Directions: From the entries below, return every line that includes the word "StoreError".

Top of Recorded information

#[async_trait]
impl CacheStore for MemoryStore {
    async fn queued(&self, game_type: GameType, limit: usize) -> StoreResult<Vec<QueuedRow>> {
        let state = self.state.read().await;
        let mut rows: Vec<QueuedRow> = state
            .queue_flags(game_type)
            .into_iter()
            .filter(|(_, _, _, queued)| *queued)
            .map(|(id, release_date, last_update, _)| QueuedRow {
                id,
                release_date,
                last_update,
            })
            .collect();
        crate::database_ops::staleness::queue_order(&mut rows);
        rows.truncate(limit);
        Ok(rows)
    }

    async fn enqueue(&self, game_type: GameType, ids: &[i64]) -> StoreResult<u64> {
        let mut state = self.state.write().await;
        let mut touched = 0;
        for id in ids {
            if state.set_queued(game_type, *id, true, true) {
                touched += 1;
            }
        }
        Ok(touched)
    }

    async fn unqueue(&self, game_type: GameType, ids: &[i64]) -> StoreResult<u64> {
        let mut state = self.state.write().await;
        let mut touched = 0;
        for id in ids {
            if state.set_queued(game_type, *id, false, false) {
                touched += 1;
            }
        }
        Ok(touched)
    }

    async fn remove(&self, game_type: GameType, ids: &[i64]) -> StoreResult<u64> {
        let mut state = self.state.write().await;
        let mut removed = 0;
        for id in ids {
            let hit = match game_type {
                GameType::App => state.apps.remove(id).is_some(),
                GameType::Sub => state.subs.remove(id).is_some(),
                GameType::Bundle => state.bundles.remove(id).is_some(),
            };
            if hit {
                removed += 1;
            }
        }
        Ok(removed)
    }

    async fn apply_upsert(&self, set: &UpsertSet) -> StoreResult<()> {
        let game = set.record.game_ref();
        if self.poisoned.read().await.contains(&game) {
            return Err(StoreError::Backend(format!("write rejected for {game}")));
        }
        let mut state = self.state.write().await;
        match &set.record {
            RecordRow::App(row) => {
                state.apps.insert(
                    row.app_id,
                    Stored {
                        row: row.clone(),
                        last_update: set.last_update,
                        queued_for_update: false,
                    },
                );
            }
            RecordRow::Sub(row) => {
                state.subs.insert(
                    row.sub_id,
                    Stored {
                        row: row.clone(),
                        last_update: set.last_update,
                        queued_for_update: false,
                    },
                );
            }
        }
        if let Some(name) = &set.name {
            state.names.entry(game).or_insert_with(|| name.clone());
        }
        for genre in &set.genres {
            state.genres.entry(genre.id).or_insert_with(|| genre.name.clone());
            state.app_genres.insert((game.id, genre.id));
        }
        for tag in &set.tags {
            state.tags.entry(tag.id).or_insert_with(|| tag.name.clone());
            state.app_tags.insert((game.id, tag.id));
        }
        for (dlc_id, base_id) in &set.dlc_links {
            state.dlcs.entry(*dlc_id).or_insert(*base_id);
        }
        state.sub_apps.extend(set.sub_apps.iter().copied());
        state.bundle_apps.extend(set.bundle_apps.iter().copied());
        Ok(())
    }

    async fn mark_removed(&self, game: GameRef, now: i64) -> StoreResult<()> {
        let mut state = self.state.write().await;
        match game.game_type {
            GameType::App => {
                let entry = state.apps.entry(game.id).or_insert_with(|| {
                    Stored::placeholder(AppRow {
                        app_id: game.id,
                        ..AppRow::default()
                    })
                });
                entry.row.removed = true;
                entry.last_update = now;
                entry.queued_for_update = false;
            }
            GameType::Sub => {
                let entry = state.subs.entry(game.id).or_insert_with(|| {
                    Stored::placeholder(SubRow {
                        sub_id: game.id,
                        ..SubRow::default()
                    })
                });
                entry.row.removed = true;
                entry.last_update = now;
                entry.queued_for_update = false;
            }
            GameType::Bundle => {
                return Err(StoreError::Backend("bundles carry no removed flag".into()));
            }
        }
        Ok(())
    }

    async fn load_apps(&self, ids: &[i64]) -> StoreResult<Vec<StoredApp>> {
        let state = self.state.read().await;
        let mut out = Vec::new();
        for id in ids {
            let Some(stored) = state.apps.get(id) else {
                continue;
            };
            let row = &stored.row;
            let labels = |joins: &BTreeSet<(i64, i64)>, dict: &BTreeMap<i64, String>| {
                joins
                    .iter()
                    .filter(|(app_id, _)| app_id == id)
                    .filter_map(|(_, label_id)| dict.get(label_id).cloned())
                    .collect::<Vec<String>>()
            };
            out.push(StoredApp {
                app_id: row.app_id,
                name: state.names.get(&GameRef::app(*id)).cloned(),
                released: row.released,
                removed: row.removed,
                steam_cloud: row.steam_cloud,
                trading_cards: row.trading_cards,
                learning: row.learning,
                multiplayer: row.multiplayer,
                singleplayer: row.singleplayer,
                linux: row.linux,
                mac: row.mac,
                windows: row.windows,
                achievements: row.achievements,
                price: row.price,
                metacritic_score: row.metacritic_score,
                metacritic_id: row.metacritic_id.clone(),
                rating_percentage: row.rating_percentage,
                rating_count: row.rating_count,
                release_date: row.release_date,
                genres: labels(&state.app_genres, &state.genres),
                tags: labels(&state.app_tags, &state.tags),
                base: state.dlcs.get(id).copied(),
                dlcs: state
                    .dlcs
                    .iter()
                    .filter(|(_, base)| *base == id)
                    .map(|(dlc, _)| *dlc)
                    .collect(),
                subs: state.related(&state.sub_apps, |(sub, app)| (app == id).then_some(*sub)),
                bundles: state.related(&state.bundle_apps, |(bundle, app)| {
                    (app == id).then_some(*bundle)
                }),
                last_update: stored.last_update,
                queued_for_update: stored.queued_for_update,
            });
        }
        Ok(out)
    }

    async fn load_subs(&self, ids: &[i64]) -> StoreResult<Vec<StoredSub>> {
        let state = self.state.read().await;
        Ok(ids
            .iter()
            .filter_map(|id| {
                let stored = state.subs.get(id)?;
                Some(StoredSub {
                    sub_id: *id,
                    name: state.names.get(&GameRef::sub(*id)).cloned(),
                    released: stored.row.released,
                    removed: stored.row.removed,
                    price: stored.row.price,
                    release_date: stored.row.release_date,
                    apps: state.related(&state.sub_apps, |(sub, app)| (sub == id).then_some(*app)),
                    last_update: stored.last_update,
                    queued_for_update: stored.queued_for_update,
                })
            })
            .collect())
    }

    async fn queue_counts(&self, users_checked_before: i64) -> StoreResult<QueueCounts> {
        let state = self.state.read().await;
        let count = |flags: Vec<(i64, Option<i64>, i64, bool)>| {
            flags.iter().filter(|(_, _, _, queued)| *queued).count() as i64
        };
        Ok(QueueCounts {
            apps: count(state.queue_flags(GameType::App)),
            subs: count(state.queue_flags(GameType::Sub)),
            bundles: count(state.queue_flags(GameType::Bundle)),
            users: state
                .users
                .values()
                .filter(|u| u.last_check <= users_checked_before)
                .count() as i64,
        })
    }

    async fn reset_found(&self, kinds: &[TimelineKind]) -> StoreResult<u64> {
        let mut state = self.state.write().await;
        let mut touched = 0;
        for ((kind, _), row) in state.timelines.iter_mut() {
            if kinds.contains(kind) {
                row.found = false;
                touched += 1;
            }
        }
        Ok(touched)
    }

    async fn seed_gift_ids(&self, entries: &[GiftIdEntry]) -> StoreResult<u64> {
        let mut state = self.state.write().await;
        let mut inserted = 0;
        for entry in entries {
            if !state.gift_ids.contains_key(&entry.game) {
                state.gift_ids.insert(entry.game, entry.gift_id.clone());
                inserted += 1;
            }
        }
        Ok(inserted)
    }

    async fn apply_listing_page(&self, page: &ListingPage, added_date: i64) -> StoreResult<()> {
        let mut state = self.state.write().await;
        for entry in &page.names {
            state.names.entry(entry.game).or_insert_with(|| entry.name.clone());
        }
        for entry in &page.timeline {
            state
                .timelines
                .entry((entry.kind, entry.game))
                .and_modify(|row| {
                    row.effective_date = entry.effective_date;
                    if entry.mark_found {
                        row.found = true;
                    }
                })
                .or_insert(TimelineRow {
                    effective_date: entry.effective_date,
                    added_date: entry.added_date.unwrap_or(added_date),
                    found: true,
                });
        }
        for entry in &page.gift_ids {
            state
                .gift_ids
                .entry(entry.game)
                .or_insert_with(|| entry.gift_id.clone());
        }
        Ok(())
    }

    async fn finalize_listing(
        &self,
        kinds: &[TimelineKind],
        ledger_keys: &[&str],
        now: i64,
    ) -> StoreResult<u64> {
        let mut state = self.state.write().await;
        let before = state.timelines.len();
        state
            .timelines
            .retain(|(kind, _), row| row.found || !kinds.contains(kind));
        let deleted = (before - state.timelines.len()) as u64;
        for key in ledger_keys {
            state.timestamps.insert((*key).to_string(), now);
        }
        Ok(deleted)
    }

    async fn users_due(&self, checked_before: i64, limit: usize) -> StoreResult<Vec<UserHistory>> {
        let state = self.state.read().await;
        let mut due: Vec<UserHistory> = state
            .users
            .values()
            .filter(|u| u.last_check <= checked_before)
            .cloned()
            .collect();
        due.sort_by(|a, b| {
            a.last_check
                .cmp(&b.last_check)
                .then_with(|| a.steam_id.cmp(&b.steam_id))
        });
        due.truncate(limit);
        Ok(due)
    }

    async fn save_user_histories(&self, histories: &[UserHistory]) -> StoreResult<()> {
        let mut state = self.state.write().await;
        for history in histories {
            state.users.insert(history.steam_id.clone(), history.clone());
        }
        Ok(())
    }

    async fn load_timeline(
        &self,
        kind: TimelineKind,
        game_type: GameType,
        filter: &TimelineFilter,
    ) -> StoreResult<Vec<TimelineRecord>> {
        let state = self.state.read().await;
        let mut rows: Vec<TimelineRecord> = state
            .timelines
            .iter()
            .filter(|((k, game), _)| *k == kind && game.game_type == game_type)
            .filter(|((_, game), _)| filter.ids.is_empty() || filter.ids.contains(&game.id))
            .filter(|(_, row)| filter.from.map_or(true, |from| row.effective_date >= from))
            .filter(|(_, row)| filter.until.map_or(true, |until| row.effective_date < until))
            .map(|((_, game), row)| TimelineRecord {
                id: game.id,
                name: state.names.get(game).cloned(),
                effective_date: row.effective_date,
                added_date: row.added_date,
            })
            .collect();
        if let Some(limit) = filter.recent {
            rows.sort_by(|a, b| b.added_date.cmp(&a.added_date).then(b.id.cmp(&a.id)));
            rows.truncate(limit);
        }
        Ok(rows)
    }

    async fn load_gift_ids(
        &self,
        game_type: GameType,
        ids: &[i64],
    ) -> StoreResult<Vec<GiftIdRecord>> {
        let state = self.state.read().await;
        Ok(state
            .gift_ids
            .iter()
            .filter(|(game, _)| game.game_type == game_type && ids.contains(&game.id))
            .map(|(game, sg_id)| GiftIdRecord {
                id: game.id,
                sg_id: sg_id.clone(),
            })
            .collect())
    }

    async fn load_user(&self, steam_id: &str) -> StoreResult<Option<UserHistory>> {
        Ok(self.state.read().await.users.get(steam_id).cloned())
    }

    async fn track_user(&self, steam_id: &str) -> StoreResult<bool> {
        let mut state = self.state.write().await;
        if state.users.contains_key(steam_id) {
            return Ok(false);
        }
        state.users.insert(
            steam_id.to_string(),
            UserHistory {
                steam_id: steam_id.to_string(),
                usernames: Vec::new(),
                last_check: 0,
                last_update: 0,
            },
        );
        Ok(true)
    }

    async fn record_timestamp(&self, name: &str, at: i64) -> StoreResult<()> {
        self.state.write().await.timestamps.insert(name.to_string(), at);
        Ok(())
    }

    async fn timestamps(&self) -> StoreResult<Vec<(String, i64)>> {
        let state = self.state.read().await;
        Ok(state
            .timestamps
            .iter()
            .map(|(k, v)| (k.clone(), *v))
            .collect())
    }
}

Bottom of Recorded information

Task result:
            return Err(StoreError::Backend(format!("write rejected for {game}")));
                return Err(StoreError::Backend("bundles carry no removed flag".into()));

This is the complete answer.